O uso de smartwatches cresce na tendência do autocuidado

Cada vez mais populares como ferramentas de saúde, os ‘vestíveis’ desempenham funções positivas, mas não podem ser considerados médicos 24h

Smartwatches

Equipamentos o primeiro lugar no ranking das tendências fitness para 2022, segundo o Colégio Norte-Americano de Medicina Esportiva | Foto: Getty Images

Nos últimos anos, os smartwatches abocanharam um nicho do mercado de tecnologia ao abandonarem sua função original — serem smartphones em miniatura acoplados ao corpo — e adquirirem funcionalidades ligadas ao monitoramento da saúde e do bem-estar.

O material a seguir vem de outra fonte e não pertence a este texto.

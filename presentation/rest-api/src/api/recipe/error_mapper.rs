use poem::http::StatusCode;
use poem_openapi::payload::Json;

use business::domain::recipe::errors::RecipeError;

use crate::api::error::{ErrorResponse, FieldError, IntoErrorResponse};

fn item_fields(positions: &[usize], attribute: &str, message: &str) -> Vec<FieldError> {
    positions
        .iter()
        .map(|position| FieldError::new(format!("items[{position}].{attribute}"), message))
        .collect()
}

impl IntoErrorResponse for RecipeError {
    fn into_error_response(self) -> (StatusCode, Json<ErrorResponse>) {
        let message = self.to_string();
        let fields = match &self {
            RecipeError::NameTooShort => Some(vec![FieldError::new("name", &message)]),
            RecipeError::DuplicateItems { positions } | RecipeError::UnknownItems { positions } => {
                Some(item_fields(positions, "id", &message))
            }
            RecipeError::AmountNotPositive { positions } => {
                Some(item_fields(positions, "amount", &message))
            }
            RecipeError::CannotShareWithSelf => Some(vec![FieldError::new("email", &message)]),
            _ => None,
        };
        if let Some(fields) = fields {
            return (
                StatusCode::BAD_REQUEST,
                Json(ErrorResponse::validation(&message, fields)),
            );
        }

        let (status, name) = match &self {
            RecipeError::NotFound
            | RecipeError::RecipientNotFound
            | RecipeError::ShareNotFound => (StatusCode::NOT_FOUND, "NotFound"),
            RecipeError::ShareAlreadyAccepted => (StatusCode::CONFLICT, "Conflict"),
            RecipeError::Unauthorized(_) => (StatusCode::UNAUTHORIZED, "Unauthorized"),
            _ => {
                return (
                    StatusCode::INTERNAL_SERVER_ERROR,
                    Json(ErrorResponse::new("InternalError", "repository.persistence")),
                );
            }
        };

        (status, Json(ErrorResponse::new(name, &message)))
    }
}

Num mundo cronicamente doente, vender saúde — ou a promessa de saúde — é sempre uma aposta acertada do ponto de vista financeiro. Não surpreende, portanto, que a pandemia tenha impulsionado as vendas desses dispositivos de forma significativa. Segundo a consultoria Internacional Data Corporation (IDC), elas cresceram 35% no final de 2020.

Os modelos de smartwatch disponíveis atualmente não só contam passos, calculam as calorias gastas em exercícios e medem os batimentos cardíacos, como desempenham uma bateria completa de exames: fazem eletrocardiogramas, avaliam a qualidade do sono, medem o nível de oxigênio no sangue e a porcentagem de gordura no corpo.

O discurso dos fabricantes desses dispositivos tem insistido em exaltar essas funcionalidades como algo fundamental para a boa vida. Um artigo recente, assinado pelo gerente de wearables (também chamados de ‘vestíveis’ ou ‘usáveis’, em português) da Samsung, e publicado em uma revista de grande circulação nacional, afirma que esses produtos “auxiliam na mudança e na incorporação de hábitos” e “proporcionam uma experiência mais lúdica para quem quer se cuidar”.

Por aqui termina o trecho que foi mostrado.